08 August 2013

Goldman Sachs : SUSTAIN-Long Term Winners-Near term Value

Long-term winners, near-term value July 2013: Growth & resilience
Growth on the agenda for H2 2013
Looking ahead through the remainder of 2013 and
into 2014, our expectations are for further
stabilization and growth expansion. The GLI
continues in positive territory, with the advanced
July GLI +2.7% yoy. Should positive macro data
continue, QE tapering and rising rates are likely to
follow – a positive for quality companies as we
analysed last month (GS SUSTAIN: Long-term
winners, near-term value; June 25, 2013).
As we cycle into earnings, resilience is key
With the onset of quarterly earnings we probe the
continued earnings resilience of high quality
companies: year to date one year fwd consensus
EBITDA estimates for stocks on the GS SUSTAIN
Focus List have been revised upwards by 190 bp.
In contrast the lower quality stocks (fourth quartile
returns and positioning) have seen estimates fall
140 bp, with the Datastream market down 70 bp.

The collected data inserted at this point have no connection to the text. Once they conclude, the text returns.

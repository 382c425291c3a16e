//! Native Rust types that fields and elements convert into.

use crate::convert::{self, Grid};
use crate::document::Document;
use crate::error::{DeserializeError, Result};
use crate::extract::Shape;
use crate::schema::{DeclaredType, Dimension, ElementType, TypeForm};
use indexmap::IndexMap;
use serde_json::Value;

/// A type a declared field can have.
///
/// `declared_type` is what the analyzer checks directives against; `extract`
/// runs the conversion for the shape the analyzer resolved.
pub trait FieldValue: Sized {
    fn declared_type() -> DeclaredType;

    fn extract(value: &Value, shape: &Shape) -> Result<Self>;
}

/// A type that can sit inside an array, list or dictionary.
pub trait ElementValue: Sized {
    fn element_type() -> ElementType;

    /// Convert one element. Null yields the absent/default value.
    fn from_element(value: &Value) -> Result<Self>;
}

// Only reachable when a field is bound to a shape its type cannot hold.
fn unsupported<T>(shape: &Shape) -> DeserializeError {
    DeserializeError::shape_mismatch_kind(shape.operation(), std::any::type_name::<T>())
}

macro_rules! primitive_values {
    ($($ty:ty => $element:ident, $coerce:ident;)*) => {$(
        impl ElementValue for $ty {
            fn element_type() -> ElementType {
                ElementType::$element
            }

            fn from_element(value: &Value) -> Result<Self> {
                if value.is_absent() {
                    return Ok(Self::default());
                }
                value.$coerce()
            }
        }

        impl FieldValue for $ty {
            fn declared_type() -> DeclaredType {
                DeclaredType::of::<$ty>(TypeForm::Scalar(ElementType::$element))
            }

            fn extract(value: &Value, shape: &Shape) -> Result<Self> {
                match shape {
                    Shape::Scalar => Self::from_element(value),
                    other => Err(unsupported::<Self>(other)),
                }
            }
        }
    )*};
}

primitive_values! {
    i32 => Int, to_int;
    bool => Boolean, to_bool;
    f32 => Float, to_float;
    f64 => Double, to_double;
    char => Char, to_char;
    String => String, to_text;
}

impl ElementValue for Value {
    fn element_type() -> ElementType {
        ElementType::Raw
    }

    fn from_element(value: &Value) -> Result<Self> {
        Ok(value.clone())
    }
}

impl FieldValue for Value {
    fn declared_type() -> DeclaredType {
        DeclaredType::of::<Value>(TypeForm::Scalar(ElementType::Raw))
    }

    fn extract(value: &Value, shape: &Shape) -> Result<Self> {
        match shape {
            Shape::Scalar => Ok(value.clone()),
            other => Err(unsupported::<Self>(other)),
        }
    }
}

impl<E: ElementValue> ElementValue for Option<E> {
    fn element_type() -> ElementType {
        E::element_type()
    }

    fn from_element(value: &Value) -> Result<Self> {
        if value.is_absent() {
            return Ok(None);
        }
        E::from_element(value).map(Some)
    }
}

/// `None` on Null; any other value goes through `F`.
impl<F: FieldValue> FieldValue for Option<F> {
    fn declared_type() -> DeclaredType {
        F::declared_type().optional::<Self>()
    }

    fn extract(value: &Value, shape: &Shape) -> Result<Self> {
        if value.is_absent() {
            return Ok(None);
        }
        F::extract(value, shape).map(Some)
    }
}

impl<E: ElementValue> FieldValue for Box<[E]> {
    fn declared_type() -> DeclaredType {
        DeclaredType::of::<Self>(TypeForm::Sequence {
            element: E::element_type(),
            dimension: Dimension::One,
            growable: false,
        })
    }

    fn extract(value: &Value, shape: &Shape) -> Result<Self> {
        match shape {
            Shape::Array1D(_) => Ok(convert::array(value)?.unwrap_or_default()),
            other => Err(unsupported::<Self>(other)),
        }
    }
}

impl<E: ElementValue> FieldValue for Vec<E> {
    fn declared_type() -> DeclaredType {
        DeclaredType::of::<Self>(TypeForm::Sequence {
            element: E::element_type(),
            dimension: Dimension::One,
            growable: true,
        })
    }

    fn extract(value: &Value, shape: &Shape) -> Result<Self> {
        match shape {
            Shape::List(_) => Ok(convert::list(value)?.unwrap_or_default()),
            other => Err(unsupported::<Self>(other)),
        }
    }
}

impl<E: ElementValue> FieldValue for Grid<E> {
    fn declared_type() -> DeclaredType {
        DeclaredType::of::<Self>(TypeForm::Sequence {
            element: E::element_type(),
            dimension: Dimension::Two,
            growable: false,
        })
    }

    fn extract(value: &Value, shape: &Shape) -> Result<Self> {
        match shape {
            Shape::Array2D(_) => Ok(convert::array_2d(value)?.unwrap_or_default()),
            other => Err(unsupported::<Self>(other)),
        }
    }
}

impl<E: ElementValue> FieldValue for IndexMap<String, E> {
    fn declared_type() -> DeclaredType {
        DeclaredType::of::<Self>(TypeForm::Map {
            value: E::element_type(),
        })
    }

    fn extract(value: &Value, shape: &Shape) -> Result<Self> {
        match shape {
            Shape::Dictionary(_) => Ok(convert::dictionary(value)?.unwrap_or_default()),
            other => Err(unsupported::<Self>(other)),
        }
    }
}

/// [`FieldValue::extract`] for a nested deserializable type; used by
/// [`impl_nested!`](crate::impl_nested).
pub fn nested_field<T>(value: &Value, shape: &Shape) -> Result<T>
where
    T: convert::JsonDeserializable + Default,
{
    match shape {
        Shape::Nested(_) => Ok(convert::nested(value)?.unwrap_or_default()),
        other => Err(unsupported::<T>(other)),
    }
}

/// [`ElementValue::from_element`] for a nested deserializable type.
pub fn nested_element<T>(value: &Value) -> Result<T>
where
    T: convert::JsonDeserializable + Default,
{
    Ok(convert::nested(value)?.unwrap_or_default())
}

GS SUSTAIN Focus List stocks also have a track
record of beating at quarterly earnings – since
mid-2007 they have beaten 48% of the time vs.
44% for the S&P and 41% for the STOXX 600.
The premium for quality continues to fade
Continued earnings resilience is key as the
premium for stocks on the GS SUSTAIN Focus List
continues to contract. Year to date, the average
EV/EBITDA premium for the list has fallen 5 pp vs.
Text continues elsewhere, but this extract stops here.